Award-winning student news since 1978

The Brookhaven Courier

Award-winning student news since 1978

The Brookhaven Courier

Award-winning student news since 1978

The Brookhaven Courier

Speech professor stresses inclusivity in classroom

Elizabeth Whatley

By Leah Cook
Arts and Culture Editor

Elizabeth Whatley is a top-rated professor at Brookhaven College, according to ratemyprofessor.com. She has a unique and diverse approach to teaching that reflects her extraordinary background. As a baby, Whatley was adopted by a foster-care family with 45 brothers and sisters of different races, nationalities and ethnicities.

The high rating is not a surprise to some of her former students.

“She’s the coolest teacher I’ve had here,” Jon Nabors, a student from Whatley’s spring 2018 class, said. “She really made it enjoyable.”

Whatley said the reviews make her day.

“When I get them, I show them to my kids,” she said. “Because they think I’m an idiot sometimes…and I’m like, ‘Go read my new review, José likes me.’”

Whatley has taught at Brookhaven for 10 years. Her speech classes are part of the core curriculum for students seeking a degree. They are important for all aspects of life, Whatley said.

Her class focuses on self-concept. Many people dislike or never discover who they are, Whatley said. She also covers perception and conflict resolution. One important aspect is teaching students to organize their thoughts, she said.

Whatley said her goal is to help students be perceptive and communicate effectively. For some assignments, students must give a speech.

Her teaching methods focus on inclusivity. In classroom discussions, students talk about race, gender, politics and other important issues. Students are allowed to talk openly, but are expected to remain respectful even during disagreements.

Growing up in a foster family helped Whatley learn the importance of inclusivity, she said.

According to the National Youth Foster Institute, 20 percent of foster care children end up homeless, and 60 percent of foster-raised males become convicted criminals.

But Whatley’s parents bucked the odds, and their children became successful adults.

She said Christianity and her education played major parts in her success.

All the children her parents took in went through high school, and all but one went to college, she said.

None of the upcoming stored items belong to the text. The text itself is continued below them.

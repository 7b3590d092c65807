//! The traits a pluggable filter implements and the handles it receives.

use std::any::Any;
use std::sync::Arc;

use bytes::Bytes;
use thiserror::Error;

use crate::error::FilterError;
use crate::types::{DestroyReason, RawValue, StatusType};

/// Result of one filter phase method.
///
/// `Err` routes through the bridge's recovery guard: races are swallowed,
/// anything else turns into a single terminal 500 reply.
pub type FilterResult = Result<StatusType, FilterError>;

/// Parsed per-route filter configuration, opaque to the bridge.
pub type FilterConfig = Arc<dyn Any + Send + Sync>;

/// Failure to deserialize a filter config payload.
#[derive(Debug, Error)]
pub enum ConfigError {
    /// The payload could not be decoded.
    #[error("malformed filter config: {0}")]
    Malformed(String),
}

/// Deserializes raw config payloads into domain objects, and merges a
/// child (more specific) config over a parent.
///
/// Registering a parser is optional; without one the bridge stores the raw
/// bytes and merge returns the child unchanged.
pub trait ConfigParser: Send + Sync {
    /// Parse a raw payload. Fails only on malformed input.
    fn parse(&self, raw: &[u8]) -> Result<FilterConfig, ConfigError>;

    /// Merge a child config over its parent, producing a new config.
    fn merge(&self, parent: &FilterConfig, child: &FilterConfig) -> FilterConfig;
}

/// A phase-scoped view over native header or trailer data.
///
/// The first read copies all entries in one native round trip into a
/// private cache; later reads hit the cache and mutations update both the
/// cache and the native side. Using a view after its phase ended fails with
/// [`FilterError::StaleView`].
pub trait HeaderMap: Send + Sync {
    /// First value for `key`, if present.
    fn get(&self, key: &str) -> Result<Option<String>, FilterError>;

    /// All values for `key`.
    fn values(&self, key: &str) -> Result<Vec<String>, FilterError>;

    /// All entries. Ordering is unspecified.
    fn entries(&self) -> Result<Vec<(String, String)>, FilterError>;

    /// Replace the value for `key`.
    fn set(&self, key: &str, value: &str) -> Result<(), FilterError>;

    /// Append a value for `key`.
    fn add(&self, key: &str, value: &str) -> Result<(), FilterError>;

    /// Remove all values for `key`.
    fn remove(&self, key: &str) -> Result<(), FilterError>;

    /// Total size of the map in bytes, as reported by the engine.
    fn byte_size(&self) -> u64;

    /// Zero-copy read of the value for `key`, straight out of native
    /// memory. Faster than [`HeaderMap::get`] but the returned bytes are
    /// valid only until the next native mutation.
    ///
    /// # Safety
    ///
    /// See [`RawValue::as_bytes`] for the validity window the caller must
    /// uphold.
    unsafe fn get_raw(&self, key: &str) -> Result<RawValue, FilterError>;
}

/// A phase-scoped view over a native body buffer.
pub trait BufferInstance: Send + Sync {
    /// Copy the current bytes out of the native buffer.
    fn bytes(&self) -> Result<Bytes, FilterError>;

    /// Current length in bytes.
    fn len(&self) -> u64;

    fn is_empty(&self) -> bool {
        self.len() == 0
    }

    /// Replace the buffer contents.
    fn set(&self, data: &[u8]) -> Result<(), FilterError>;

    /// Append to the buffer.
    fn append(&self, data: &[u8]) -> Result<(), FilterError>;

    /// Prepend to the buffer.
    fn prepend(&self, data: &[u8]) -> Result<(), FilterError>;

    fn set_string(&self, data: &str) -> Result<(), FilterError> {
        self.set(data.as_bytes())
    }

    fn append_string(&self, data: &str) -> Result<(), FilterError> {
        self.append(data.as_bytes())
    }

    fn prepend_string(&self, data: &str) -> Result<(), FilterError> {
        self.prepend(data.as_bytes())
    }
}

/// A filter-issued terminal response, ending request processing
/// immediately and bypassing remaining phases.
#[derive(Debug, Clone)]
pub struct LocalReply {
    /// HTTP status code.
    pub status_code: u32,
    /// Response body.
    pub body: String,
    /// Extra response headers.
    pub headers: Vec<(String, String)>,
    /// gRPC status passed through to the engine unchanged.
    pub grpc_status: i64,
    /// Diagnostic detail string recorded by the engine.
    pub details: String,
}

impl LocalReply {
    /// A reply with the given status code and no body.
    pub fn new(status_code: u32) -> LocalReply {
        LocalReply {
            status_code,
            body: String::new(),
            headers: Vec::new(),
            grpc_status: 0,
            details: String::new(),
        }
    }

    pub fn with_body(mut self, body: impl Into<String>) -> LocalReply {
        self.body = body.into();
        self
    }

    pub fn with_header(mut self, key: impl Into<String>, value: impl Into<String>) -> LocalReply {
        self.headers.push((key.into(), value.into()));
        self
    }

    pub fn with_details(mut self, details: impl Into<String>) -> LocalReply {
        self.details = details.into();
        self
    }
}

/// The handle a filter uses to resume a suspended request, issue a
/// terminal reply, and read request metadata.
///
/// The handle is valid for the whole filter lifetime and callable from any
/// task; calls landing after the request was destroyed are harmless no-ops.
pub trait FilterCallbacks: Send + Sync {
    /// Resume a phase that previously returned [`StatusType::Running`].
    ///
    /// Must be called exactly once per suspended phase. Duplicate resumes
    /// and resumes after a terminal reply are rejected and logged.
    fn continue_request(&self, status: StatusType);

    /// Issue a terminal reply. Implicitly continues the request; no other
    /// callback should be invoked afterwards.
    fn send_local_reply(&self, reply: LocalReply);

    /// Funnel a failure from filter-spawned work through the bridge's
    /// recovery path, which issues at most one terminal 500 reply per
    /// request.
    fn handle_fault(&self, error: FilterError);

    /// Name of the route the engine matched for this request.
    fn route_name(&self) -> Result<String, FilterError>;

    /// Per-filter dynamic metadata attached to the stream.
    fn get_dynamic_metadata(&self, filter_name: &str) -> Result<serde_json::Value, FilterError>;

    /// Set one key in a filter's dynamic metadata namespace.
    fn set_dynamic_metadata(
        &self,
        filter_name: &str,
        key: &str,
        value: serde_json::Value,
    ) -> Result<(), FilterError>;
}

/// A pluggable HTTP filter: six phase methods and a destroy hook.
///
/// Every method has a pass-through default so a filter implements only the
/// phases it cares about. Methods may return [`StatusType::Running`] and
/// finish later from another task via [`FilterCallbacks`].
pub trait HttpFilter: Send + Sync {
    fn decode_headers(&self, _headers: &dyn HeaderMap, _end_stream: bool) -> FilterResult {
        Ok(StatusType::Continue)
    }

    fn decode_data(&self, _data: &dyn BufferInstance, _end_stream: bool) -> FilterResult {
        Ok(StatusType::Continue)
    }

    fn decode_trailers(&self, _trailers: &dyn HeaderMap) -> FilterResult {
        Ok(StatusType::Continue)
    }

    fn encode_headers(&self, _headers: &dyn HeaderMap, _end_stream: bool) -> FilterResult {
        Ok(StatusType::Continue)
    }

    fn encode_data(&self, _data: &dyn BufferInstance, _end_stream: bool) -> FilterResult {
        Ok(StatusType::Continue)
    }

    fn encode_trailers(&self, _trailers: &dyn HeaderMap) -> FilterResult {
        Ok(StatusType::Continue)
    }

    /// Runs exactly once, before native resources are released.
    fn on_destroy(&self, _reason: DestroyReason) {}
}

/// Builds one filter instance per request from its parsed config and
/// callback handle.
pub trait FilterFactory: Send + Sync {
    fn create(
        &self,
        config: FilterConfig,
        callbacks: Arc<dyn FilterCallbacks>,
    ) -> Box<dyn HttpFilter>;
}
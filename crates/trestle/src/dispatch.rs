//! The phase state machine driving filter invocations.
//!
//! One [`Bridge`] instance owns the config registry and the request
//! correlation table and receives every engine callback. It reconstructs
//! the per-request context, builds the phase-tagged views, invokes the
//! matching filter method under the recovery guard, and hands the
//! resulting status code back to the engine.

use std::sync::Arc;

use tracing::{debug, error, trace, warn};

use trestle_filter_api::{
    ConfigParser, DestroyReason, FilterCallbacks, FilterError, FilterFactory, Phase, StatusType,
};

use crate::buffer::BufferView;
use crate::config::ConfigRegistry;
use crate::engine::{EngineApi, FinalizeReason, RequestHandle};
use crate::headers::HeaderView;
use crate::recover::{self, SAFE_REPLY_BODY, SAFE_REPLY_DETAILS};
use crate::request::{RequestCallbacks, RequestState, RequestTable};

/// What the engine tells us about a request on every callback: its opaque
/// handle, the config id resolved for the matched route, and the phase
/// being driven.
#[derive(Debug, Clone, Copy)]
pub struct RequestDescriptor {
    pub handle: RequestHandle,
    pub config_id: u64,
    pub phase: i32,
}

pub struct Bridge {
    engine: Arc<dyn EngineApi>,
    configs: ConfigRegistry,
    requests: RequestTable,
    factory: Arc<dyn FilterFactory>,
}

impl Bridge {
    pub fn new(
        engine: Arc<dyn EngineApi>,
        factory: Arc<dyn FilterFactory>,
        parser: Option<Arc<dyn ConfigParser>>,
    ) -> Bridge {
        Bridge {
            engine,
            configs: ConfigRegistry::new(parser),
            requests: RequestTable::new(),
            factory,
        }
    }

    /// The request correlation table, exposed for lifecycle assertions.
    pub fn requests(&self) -> &RequestTable {
        &self.requests
    }

    /// Parse and store a config payload. Returns `0` (never a valid id)
    /// on malformed input.
    pub fn new_config(&self, raw: &[u8]) -> u64 {
        match self.configs.parse(raw) {
            Ok(id) => {
                debug!(config_id = id, bytes = raw.len(), "stored filter config");
                id
            }
            Err(error) => {
                error!(%error, "rejecting malformed filter config");
                0
            }
        }
    }

    /// Idempotent config removal.
    pub fn destroy_config(&self, id: u64) {
        self.configs.destroy(id);
    }

    /// Merge a child config over its parent. Returns `0` if either id is
    /// unknown, which indicates a caller bug rather than a runtime
    /// condition.
    pub fn merge_config(&self, parent_id: u64, child_id: u64) -> u64 {
        match self.configs.merge(parent_id, child_id) {
            Ok(id) => id,
            Err(error) => {
                error!(%error, parent_id, child_id, "config merge failed");
                0
            }
        }
    }

    /// Header or trailer phase callback.
    pub fn on_header(
        &self,
        desc: RequestDescriptor,
        end_stream: bool,
        header_count: u64,
        header_bytes: u64,
    ) -> u64 {
        let Some(phase) = Phase::from_code(desc.phase) else {
            warn!(handle = desc.handle.0, phase = desc.phase, "unknown phase code");
            return StatusType::LocalReply.code();
        };
        let state = if phase == Phase::DecodeHeader {
            match self.create_request(&desc) {
                Ok(state) => state,
                Err(error) => return self.reject_creation(desc.handle, error),
            }
        } else {
            match self.requests.get(desc.handle) {
                Some(state) => state,
                // An early terminal reply may have skipped the whole
                // decode direction; reconstruct lazily.
                None => match self.create_request(&desc) {
                    Ok(state) => state,
                    Err(error) => return self.reject_creation(desc.handle, error),
                },
            }
        };
        if state.is_finished() {
            debug!(handle = desc.handle.0, %phase, "phase callback after terminal reply, ignoring");
            return StatusType::LocalReply.code();
        }
        state.enter_phase(phase);
        let view = HeaderView::new(Arc::clone(&state), phase, header_count, header_bytes);
        let status = recover::invoke_guarded(&state, phase, || {
            let Some(filter) = state.filter() else {
                return Err(FilterError::fault("request has no filter attached"));
            };
            match phase {
                Phase::DecodeHeader => filter.decode_headers(&view, end_stream),
                Phase::DecodeTrailer => filter.decode_trailers(&view),
                Phase::EncodeHeader => filter.encode_headers(&view, end_stream),
                Phase::EncodeTrailer => filter.encode_trailers(&view),
                Phase::DecodeData | Phase::EncodeData => {
                    Err(FilterError::fault("data phase on header callback"))
                }
            }
        });
        status.code()
    }

    /// Body data phase callback.
    pub fn on_data(
        &self,
        desc: RequestDescriptor,
        end_stream: bool,
        buffer: u64,
        length: u64,
    ) -> u64 {
        let Some(phase) = Phase::from_code(desc.phase) else {
            warn!(handle = desc.handle.0, phase = desc.phase, "unknown phase code");
            return StatusType::LocalReply.code();
        };
        let Some(state) = self.requests.get(desc.handle) else {
            trace!(handle = desc.handle.0, "data callback for unknown request, ignoring");
            return StatusType::LocalReply.code();
        };
        if state.is_finished() {
            debug!(handle = desc.handle.0, %phase, "phase callback after terminal reply, ignoring");
            return StatusType::LocalReply.code();
        }
        state.enter_phase(phase);
        let view = BufferView::new(Arc::clone(&state), phase, buffer, length);
        let status = recover::invoke_guarded(&state, phase, || {
            let Some(filter) = state.filter() else {
                return Err(FilterError::fault("request has no filter attached"));
            };
            match phase {
                Phase::DecodeData => filter.decode_data(&view, end_stream),
                Phase::EncodeData => filter.encode_data(&view, end_stream),
                _ => Err(FilterError::fault("non-data phase on data callback")),
            }
        });
        status.code()
    }

    /// Destruction callback: destroy hook first, then native release,
    /// each exactly once.
    pub fn on_destroy(&self, handle: RequestHandle, reason_code: u64) {
        let Some(state) = self.requests.remove(handle) else {
            trace!(handle = handle.0, "destroy for unknown request, ignoring");
            return;
        };
        let reason = DestroyReason::from_code(reason_code).unwrap_or_else(|| {
            warn!(handle = handle.0, reason_code, "unknown destroy reason, treating as terminate");
            DestroyReason::Terminate
        });
        debug!(handle = handle.0, ?reason, "destroying request");
        // Close the continuation window before running filter code.
        state.mark_finished();
        state.run_destroy_hook(reason);
        state.finalize_once(FinalizeReason::Normal);
    }

    fn create_request(&self, desc: &RequestDescriptor) -> Result<Arc<RequestState>, FilterError> {
        let config = self.configs.get(desc.config_id)?;
        let state = RequestState::new(desc.handle, Arc::clone(&self.engine));
        // Reserve the handle before building the filter: a duplicate must
        // fail without factory side effects or an orphaned filter instance.
        if let Err(error) = self.requests.insert(Arc::clone(&state)) {
            // The handle already has an owner; this state never did.
            state.disarm();
            return Err(error);
        }
        let callbacks: Arc<dyn FilterCallbacks> =
            Arc::new(RequestCallbacks(Arc::clone(&state)));
        state.attach_filter(self.factory.create(config, callbacks));
        Ok(state)
    }

    /// Surface a failed request creation. An unknown config gets the safe
    /// 500 reply; a duplicate handle leaves the existing owner untouched.
    fn reject_creation(&self, handle: RequestHandle, error: FilterError) -> u64 {
        error!(handle = handle.0, %error, "failed to create request state");
        if !matches!(error, FilterError::DuplicateHandle { .. }) {
            let reply = trestle_filter_api::LocalReply::new(500)
                .with_body(SAFE_REPLY_BODY)
                .with_details(SAFE_REPLY_DETAILS);
            if let Err(reply_error) = self.engine.send_local_reply(handle, &reply) {
                trace!(handle = handle.0, %reply_error, "safe reply after failed creation lost race");
            }
        }
        StatusType::LocalReply.code()
    }
}

#[cfg(test)]
mod tests {
    use super::*;
    use crate::mock::MockEngine;
    use std::sync::atomic::{AtomicUsize, Ordering};
    use trestle_filter_api::{
        FilterConfig, HttpFilter, PassThroughFactory, PassThroughFilter,
    };

    fn bridge_on(engine: &Arc<MockEngine>) -> Bridge {
        Bridge::new(
            Arc::clone(engine) as Arc<dyn EngineApi>,
            Arc::new(PassThroughFactory),
            None,
        )
    }

    fn descriptor(handle: usize, config_id: u64, phase: Phase) -> RequestDescriptor {
        RequestDescriptor {
            handle: RequestHandle(handle),
            config_id,
            phase: phase.code(),
        }
    }

    #[test]
    fn passthrough_request_flows_through_all_phases() {
        let engine = Arc::new(MockEngine::new());
        engine.add_request(RequestHandle(1));
        let bridge = bridge_on(&engine);
        let config = bridge.new_config(b"{}");
        assert_ne!(config, 0);

        let cont = StatusType::Continue.code();
        assert_eq!(
            bridge.on_header(descriptor(1, config, Phase::DecodeHeader), false, 0, 0),
            cont
        );
        assert_eq!(
            bridge.on_data(descriptor(1, config, Phase::DecodeData), true, 0xb0, 0),
            cont
        );
        assert_eq!(
            bridge.on_header(descriptor(1, config, Phase::EncodeHeader), false, 0, 0),
            cont
        );
        assert_eq!(
            bridge.on_data(descriptor(1, config, Phase::EncodeData), true, 0xb1, 0),
            cont
        );
        assert_eq!(bridge.requests().len(), 1);

        bridge.on_destroy(RequestHandle(1), 0);
        assert!(bridge.requests().is_empty());
        assert_eq!(
            engine.finalizations(RequestHandle(1)),
            vec![FinalizeReason::Normal]
        );
    }

    #[test]
    fn encode_header_creates_state_when_decode_was_skipped() {
        let engine = Arc::new(MockEngine::new());
        engine.add_request(RequestHandle(2));
        let bridge = bridge_on(&engine);
        let config = bridge.new_config(b"{}");

        // An early terminal reply skipped the decode direction entirely.
        let status =
            bridge.on_header(descriptor(2, config, Phase::EncodeHeader), true, 0, 0);
        assert_eq!(status, StatusType::Continue.code());
        assert_eq!(bridge.requests().len(), 1);
    }

    #[test]
    fn unknown_config_id_gets_the_safe_reply() {
        let engine = Arc::new(MockEngine::new());
        engine.add_request(RequestHandle(3));
        let bridge = bridge_on(&engine);

        let status = bridge.on_header(descriptor(3, 42, Phase::DecodeHeader), false, 0, 0);
        assert_eq!(status, StatusType::LocalReply.code());
        let replies = engine.local_replies(RequestHandle(3));
        assert_eq!(replies.len(), 1);
        assert_eq!(replies[0].status_code, 500);
        assert!(bridge.requests().is_empty());
    }

    #[test]
    fn data_for_unknown_request_is_a_noop() {
        let engine = Arc::new(MockEngine::new());
        let bridge = bridge_on(&engine);
        let status = bridge.on_data(
            descriptor(9, 1, Phase::DecodeData),
            false,
            0xb0,
            10,
        );
        assert_eq!(status, StatusType::LocalReply.code());
    }

    #[test]
    fn destroy_for_unknown_request_is_a_noop() {
        let engine = Arc::new(MockEngine::new());
        let bridge = bridge_on(&engine);
        bridge.on_destroy(RequestHandle(9), 0);
        assert!(engine.finalizations(RequestHandle(9)).is_empty());
    }

    struct CountingFactory(AtomicUsize);

    impl FilterFactory for CountingFactory {
        fn create(
            &self,
            _config: FilterConfig,
            _callbacks: Arc<dyn FilterCallbacks>,
        ) -> Box<dyn HttpFilter> {
            self.0.fetch_add(1, Ordering::AcqRel);
            Box::new(PassThroughFilter)
        }
    }

    #[test]
    fn duplicate_handle_never_builds_a_second_filter() {
        let engine = Arc::new(MockEngine::new());
        engine.add_request(RequestHandle(5));
        let factory = Arc::new(CountingFactory(AtomicUsize::new(0)));
        let bridge = Bridge::new(
            Arc::clone(&engine) as Arc<dyn EngineApi>,
            Arc::clone(&factory) as Arc<dyn FilterFactory>,
            None,
        );
        let config = bridge.new_config(b"{}");

        let first = bridge.on_header(descriptor(5, config, Phase::DecodeHeader), false, 0, 0);
        assert_eq!(first, StatusType::Continue.code());
        let second = bridge.on_header(descriptor(5, config, Phase::DecodeHeader), false, 0, 0);
        assert_eq!(second, StatusType::LocalReply.code());

        // The losing creation was rejected before any filter existed.
        assert_eq!(factory.0.load(Ordering::Acquire), 1);
        assert_eq!(bridge.requests().len(), 1);
    }

    #[test]
    fn invalid_phase_code_is_rejected() {
        let engine = Arc::new(MockEngine::new());
        let bridge = bridge_on(&engine);
        let desc = RequestDescriptor {
            handle: RequestHandle(4),
            config_id: 1,
            phase: 99,
        };
        assert_eq!(
            bridge.on_header(desc, false, 0, 0),
            StatusType::LocalReply.code()
        );
    }
}
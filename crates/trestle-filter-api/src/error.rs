//! Error taxonomy shared by the bridge and filter code.
//!
//! Every failure falls into one of three categories, and the recovery path
//! differs per category: protocol races are swallowed, contract violations
//! and filter faults produce exactly one terminal 500 reply.

use thiserror::Error;

use crate::types::Phase;

/// The three recovery categories.
#[derive(Debug, Clone, Copy, PartialEq, Eq)]
pub enum ErrorCategory {
    /// Expected races against the engine's own lifecycle (request already
    /// finished, filter destroyed, call landed outside the valid window).
    /// Swallowed at low severity.
    ProtocolRace,
    /// A caller or filter bug: duplicate handle registration, unknown
    /// config id, a view used after its phase ended.
    ContractViolation,
    /// Any other uncaught failure from filter logic.
    FilterFault,
}

/// An error surfaced by a view, a callback handle, or filter logic itself.
#[derive(Debug, Error)]
pub enum FilterError {
    /// The engine already finished this request.
    #[error("request already finished")]
    RequestFinished,

    /// The engine already destroyed the filter for this request.
    #[error("filter already destroyed")]
    FilterDestroyed,

    /// The call happened outside the accepted execution window; the engine
    /// has moved past this request and it is unsafe to touch it further.
    #[error("call outside the accepted execution window")]
    NotInWindow,

    /// The engine rejected the call as invalid for the current phase.
    #[error("engine rejected call as invalid for the current phase")]
    InvalidPhase,

    /// A second request state was registered for a handle that already has
    /// one. Indicates a protocol violation by the engine.
    #[error("duplicate request handle {handle:#x}")]
    DuplicateHandle { handle: usize },

    /// A config id was looked up after destruction, or never existed.
    #[error("unknown config id {0}")]
    UnknownConfig(u64),

    /// A view built for one phase was used after the request advanced past
    /// it; the underlying native memory may already be reused.
    #[error("view for phase {expected} used while request is in {actual}")]
    StaleView { expected: Phase, actual: Phase },

    /// An application-level failure inside filter logic.
    #[error("filter fault: {0}")]
    Fault(#[from] anyhow::Error),
}

impl FilterError {
    /// Classify this error for the recovery guard.
    pub fn category(&self) -> ErrorCategory {
        match self {
            FilterError::RequestFinished
            | FilterError::FilterDestroyed
            | FilterError::NotInWindow => ErrorCategory::ProtocolRace,
            FilterError::DuplicateHandle { .. }
            | FilterError::UnknownConfig(_)
            | FilterError::StaleView { .. } => ErrorCategory::ContractViolation,
            FilterError::InvalidPhase | FilterError::Fault(_) => ErrorCategory::FilterFault,
        }
    }

    /// Shorthand for an application fault with a message.
    pub fn fault(msg: impl Into<String>) -> FilterError {
        FilterError::Fault(anyhow::anyhow!(msg.into()))
    }
}

#[cfg(test)]
mod tests {
    use super::*;

    #[test]
    fn races_are_protocol_races() {
        assert_eq!(
            FilterError::RequestFinished.category(),
            ErrorCategory::ProtocolRace
        );
        assert_eq!(
            FilterError::FilterDestroyed.category(),
            ErrorCategory::ProtocolRace
        );
        assert_eq!(
            FilterError::NotInWindow.category(),
            ErrorCategory::ProtocolRace
        );
    }

    #[test]
    fn caller_bugs_are_contract_violations() {
        assert_eq!(
            FilterError::DuplicateHandle { handle: 0x1 }.category(),
            ErrorCategory::ContractViolation
        );
        assert_eq!(
            FilterError::UnknownConfig(42).category(),
            ErrorCategory::ContractViolation
        );
        assert_eq!(
            FilterError::StaleView {
                expected: Phase::DecodeHeader,
                actual: Phase::DecodeData,
            }
            .category(),
            ErrorCategory::ContractViolation
        );
    }

    #[test]
    fn everything_else_is_a_filter_fault() {
        assert_eq!(
            FilterError::fault("boom").category(),
            ErrorCategory::FilterFault
        );
        assert_eq!(
            FilterError::InvalidPhase.category(),
            ErrorCategory::FilterFault
        );
    }
}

They used the church, the foster system, scholarships and any resources available to help the children get college educations.

Religion also played an important role, Whatley said. She said she knows religion may not be for everyone, but it helped her and her siblings.

“We had to have something we could hold on to,” Whatley said.

Whatley said growing up in the Carolinas with white parents and a diverse foster kid family – she had Vietnamese and African-American siblings – was an interesting experience.

“Honestly, even though we were all so different, we were the same,” she said. “I think when you feel, when you honestly feel, like you’re the same, everything’s different.”

In her classroom, Whatley stresses acceptance and kindness. She wants students to have a community, she said.

“When you look at student retention, like what keeps a student in the classroom, the thing that we forget is involvement,” Whatley said. She attends every game to cheer for Brookhaven’s teams.

Whatley is also enthusiastic about the value of failure. She tells her class during group assignments that she likes seeing groups that cannot work as a team.

“I like it when groups fail,” Whatley said. “That’s when we learn. We learn from failure better than we do success, and that’s how we truly learn from each other.”

Whatley said she learns from her students, too.

“I learn so much every semester,” she said. “That’s why I think I’m a better teacher every semester because I learn from the last class.”

Teaching is elevating, like attending church, she said.